Records provided:
--- START ---
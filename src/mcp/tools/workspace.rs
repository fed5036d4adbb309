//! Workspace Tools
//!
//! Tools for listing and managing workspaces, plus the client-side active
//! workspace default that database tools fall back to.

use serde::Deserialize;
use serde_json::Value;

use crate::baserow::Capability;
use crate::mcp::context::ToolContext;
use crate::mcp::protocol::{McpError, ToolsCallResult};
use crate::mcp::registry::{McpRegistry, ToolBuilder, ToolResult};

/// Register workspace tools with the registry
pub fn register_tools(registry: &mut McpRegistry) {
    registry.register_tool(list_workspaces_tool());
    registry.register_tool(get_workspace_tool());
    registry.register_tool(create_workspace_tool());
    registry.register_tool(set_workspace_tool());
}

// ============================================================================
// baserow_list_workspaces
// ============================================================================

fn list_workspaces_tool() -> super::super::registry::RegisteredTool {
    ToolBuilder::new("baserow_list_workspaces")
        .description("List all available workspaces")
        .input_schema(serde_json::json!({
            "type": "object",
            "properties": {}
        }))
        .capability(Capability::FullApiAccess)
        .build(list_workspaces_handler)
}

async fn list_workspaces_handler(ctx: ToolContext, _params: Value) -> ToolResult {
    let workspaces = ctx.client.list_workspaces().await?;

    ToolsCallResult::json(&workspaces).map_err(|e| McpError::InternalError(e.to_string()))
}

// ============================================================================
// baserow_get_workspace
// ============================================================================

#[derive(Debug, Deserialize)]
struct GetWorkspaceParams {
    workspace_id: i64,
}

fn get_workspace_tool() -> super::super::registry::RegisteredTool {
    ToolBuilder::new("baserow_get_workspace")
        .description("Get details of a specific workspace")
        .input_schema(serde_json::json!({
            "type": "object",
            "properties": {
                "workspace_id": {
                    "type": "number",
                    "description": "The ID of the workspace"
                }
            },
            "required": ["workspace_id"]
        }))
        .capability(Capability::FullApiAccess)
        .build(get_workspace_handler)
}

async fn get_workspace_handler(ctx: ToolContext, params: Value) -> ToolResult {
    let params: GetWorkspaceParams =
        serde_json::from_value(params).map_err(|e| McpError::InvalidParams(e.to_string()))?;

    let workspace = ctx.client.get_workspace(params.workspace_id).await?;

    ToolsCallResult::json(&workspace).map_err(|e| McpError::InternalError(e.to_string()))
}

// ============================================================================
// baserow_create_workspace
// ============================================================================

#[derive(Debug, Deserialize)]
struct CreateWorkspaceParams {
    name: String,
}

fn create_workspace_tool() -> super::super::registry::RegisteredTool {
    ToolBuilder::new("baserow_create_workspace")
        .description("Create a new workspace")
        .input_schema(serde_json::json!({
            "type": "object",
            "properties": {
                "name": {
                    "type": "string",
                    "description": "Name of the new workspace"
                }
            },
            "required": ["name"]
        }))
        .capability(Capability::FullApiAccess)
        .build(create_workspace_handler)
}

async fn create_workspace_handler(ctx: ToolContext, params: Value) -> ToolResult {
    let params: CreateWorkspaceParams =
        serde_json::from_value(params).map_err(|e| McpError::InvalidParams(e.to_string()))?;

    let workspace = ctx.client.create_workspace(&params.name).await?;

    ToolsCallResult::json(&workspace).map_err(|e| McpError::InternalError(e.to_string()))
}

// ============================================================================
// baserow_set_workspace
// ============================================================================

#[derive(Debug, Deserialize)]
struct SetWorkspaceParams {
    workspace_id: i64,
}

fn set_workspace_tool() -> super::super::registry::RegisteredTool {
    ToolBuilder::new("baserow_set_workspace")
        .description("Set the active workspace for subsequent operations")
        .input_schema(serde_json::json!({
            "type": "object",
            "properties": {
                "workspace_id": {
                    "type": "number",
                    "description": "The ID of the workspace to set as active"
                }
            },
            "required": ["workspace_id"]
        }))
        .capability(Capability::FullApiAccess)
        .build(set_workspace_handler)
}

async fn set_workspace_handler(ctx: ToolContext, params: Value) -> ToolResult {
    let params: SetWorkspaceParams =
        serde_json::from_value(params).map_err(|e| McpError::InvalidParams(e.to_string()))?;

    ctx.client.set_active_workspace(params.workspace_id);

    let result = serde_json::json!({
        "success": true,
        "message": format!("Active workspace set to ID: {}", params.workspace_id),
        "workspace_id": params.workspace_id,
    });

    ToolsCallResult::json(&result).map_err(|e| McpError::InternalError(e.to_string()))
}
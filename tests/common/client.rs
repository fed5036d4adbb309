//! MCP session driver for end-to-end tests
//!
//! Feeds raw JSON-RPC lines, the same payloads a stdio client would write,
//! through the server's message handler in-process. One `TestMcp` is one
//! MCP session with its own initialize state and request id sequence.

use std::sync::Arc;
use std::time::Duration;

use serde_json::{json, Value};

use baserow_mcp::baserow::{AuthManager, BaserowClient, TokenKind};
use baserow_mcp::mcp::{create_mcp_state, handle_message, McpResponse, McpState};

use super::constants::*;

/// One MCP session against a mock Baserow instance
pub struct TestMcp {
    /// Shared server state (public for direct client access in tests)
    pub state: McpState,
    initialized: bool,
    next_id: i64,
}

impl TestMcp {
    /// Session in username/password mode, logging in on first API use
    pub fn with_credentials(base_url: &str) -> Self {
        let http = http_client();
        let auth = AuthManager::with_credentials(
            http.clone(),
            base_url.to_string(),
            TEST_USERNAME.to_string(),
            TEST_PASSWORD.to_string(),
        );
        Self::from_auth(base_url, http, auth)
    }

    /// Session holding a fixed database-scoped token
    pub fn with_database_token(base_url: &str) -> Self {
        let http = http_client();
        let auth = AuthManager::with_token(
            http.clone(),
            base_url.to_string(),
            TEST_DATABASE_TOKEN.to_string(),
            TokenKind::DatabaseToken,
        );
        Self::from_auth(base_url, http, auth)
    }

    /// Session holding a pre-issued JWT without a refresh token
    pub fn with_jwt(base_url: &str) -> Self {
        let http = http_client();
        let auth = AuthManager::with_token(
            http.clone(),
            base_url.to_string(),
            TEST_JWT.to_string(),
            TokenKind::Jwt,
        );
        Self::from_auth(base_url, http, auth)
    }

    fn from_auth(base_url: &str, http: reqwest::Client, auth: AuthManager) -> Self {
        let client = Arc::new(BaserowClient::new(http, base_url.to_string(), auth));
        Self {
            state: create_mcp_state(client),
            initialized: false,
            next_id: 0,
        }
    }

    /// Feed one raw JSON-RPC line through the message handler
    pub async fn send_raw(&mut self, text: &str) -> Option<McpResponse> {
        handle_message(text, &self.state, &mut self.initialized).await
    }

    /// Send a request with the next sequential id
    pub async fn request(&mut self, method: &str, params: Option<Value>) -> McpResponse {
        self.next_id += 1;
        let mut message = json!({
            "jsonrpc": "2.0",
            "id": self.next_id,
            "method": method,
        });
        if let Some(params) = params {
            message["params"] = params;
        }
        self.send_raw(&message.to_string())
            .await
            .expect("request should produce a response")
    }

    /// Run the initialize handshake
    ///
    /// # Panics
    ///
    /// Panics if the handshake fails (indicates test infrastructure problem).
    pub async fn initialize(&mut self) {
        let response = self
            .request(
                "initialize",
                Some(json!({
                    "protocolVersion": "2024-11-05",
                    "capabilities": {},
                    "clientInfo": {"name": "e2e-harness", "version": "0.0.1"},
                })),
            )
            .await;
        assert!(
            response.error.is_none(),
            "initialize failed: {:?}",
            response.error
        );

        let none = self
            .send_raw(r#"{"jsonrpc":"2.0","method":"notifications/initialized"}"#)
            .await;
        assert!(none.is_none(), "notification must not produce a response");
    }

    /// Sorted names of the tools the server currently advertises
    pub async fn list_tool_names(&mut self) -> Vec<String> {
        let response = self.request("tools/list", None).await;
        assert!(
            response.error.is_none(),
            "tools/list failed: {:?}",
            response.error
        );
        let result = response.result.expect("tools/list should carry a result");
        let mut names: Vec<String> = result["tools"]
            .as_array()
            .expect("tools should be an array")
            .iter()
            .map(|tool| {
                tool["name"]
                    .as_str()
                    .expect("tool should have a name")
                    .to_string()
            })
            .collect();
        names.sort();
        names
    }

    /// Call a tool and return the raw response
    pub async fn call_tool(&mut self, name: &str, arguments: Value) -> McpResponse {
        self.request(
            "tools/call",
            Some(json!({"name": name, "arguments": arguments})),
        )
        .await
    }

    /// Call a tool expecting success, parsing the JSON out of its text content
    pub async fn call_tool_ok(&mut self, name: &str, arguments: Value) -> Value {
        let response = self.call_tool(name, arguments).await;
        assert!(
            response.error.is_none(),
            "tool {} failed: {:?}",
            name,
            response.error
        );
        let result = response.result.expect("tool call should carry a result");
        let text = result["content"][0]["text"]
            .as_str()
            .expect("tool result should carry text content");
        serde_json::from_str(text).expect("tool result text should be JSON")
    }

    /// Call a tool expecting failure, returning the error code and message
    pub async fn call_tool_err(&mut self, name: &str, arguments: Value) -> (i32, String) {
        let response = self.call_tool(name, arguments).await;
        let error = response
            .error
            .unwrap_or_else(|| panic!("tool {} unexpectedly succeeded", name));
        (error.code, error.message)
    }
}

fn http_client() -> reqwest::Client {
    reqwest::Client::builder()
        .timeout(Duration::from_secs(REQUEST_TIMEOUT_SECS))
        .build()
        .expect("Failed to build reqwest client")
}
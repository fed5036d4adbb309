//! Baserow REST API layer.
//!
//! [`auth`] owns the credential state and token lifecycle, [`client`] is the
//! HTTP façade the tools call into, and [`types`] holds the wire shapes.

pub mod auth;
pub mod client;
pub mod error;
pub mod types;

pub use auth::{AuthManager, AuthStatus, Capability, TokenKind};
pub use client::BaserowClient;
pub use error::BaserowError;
--- END ---
What this task involves: What the task asks for is a word-for-word repeat of the lines above, from the first through the one containing "pub fn register_tools(registry: &mut".

Written answer:
filename src/mcp/tools/workspace.rs
repository fed5036d4adbb309
//! Workspace Tools
//!
//! Tools for listing and managing workspaces, plus the client-side active
//! workspace default that database tools fall back to.

use serde::Deserialize;
use serde_json::Value;

use crate::baserow::Capability;
use crate::mcp::context::ToolContext;
use crate::mcp::protocol::{McpError, ToolsCallResult};
use crate::mcp::registry::{McpRegistry, ToolBuilder, ToolResult};

/// Register workspace tools with the registry
pub fn register_tools(registry: &mut McpRegistry) {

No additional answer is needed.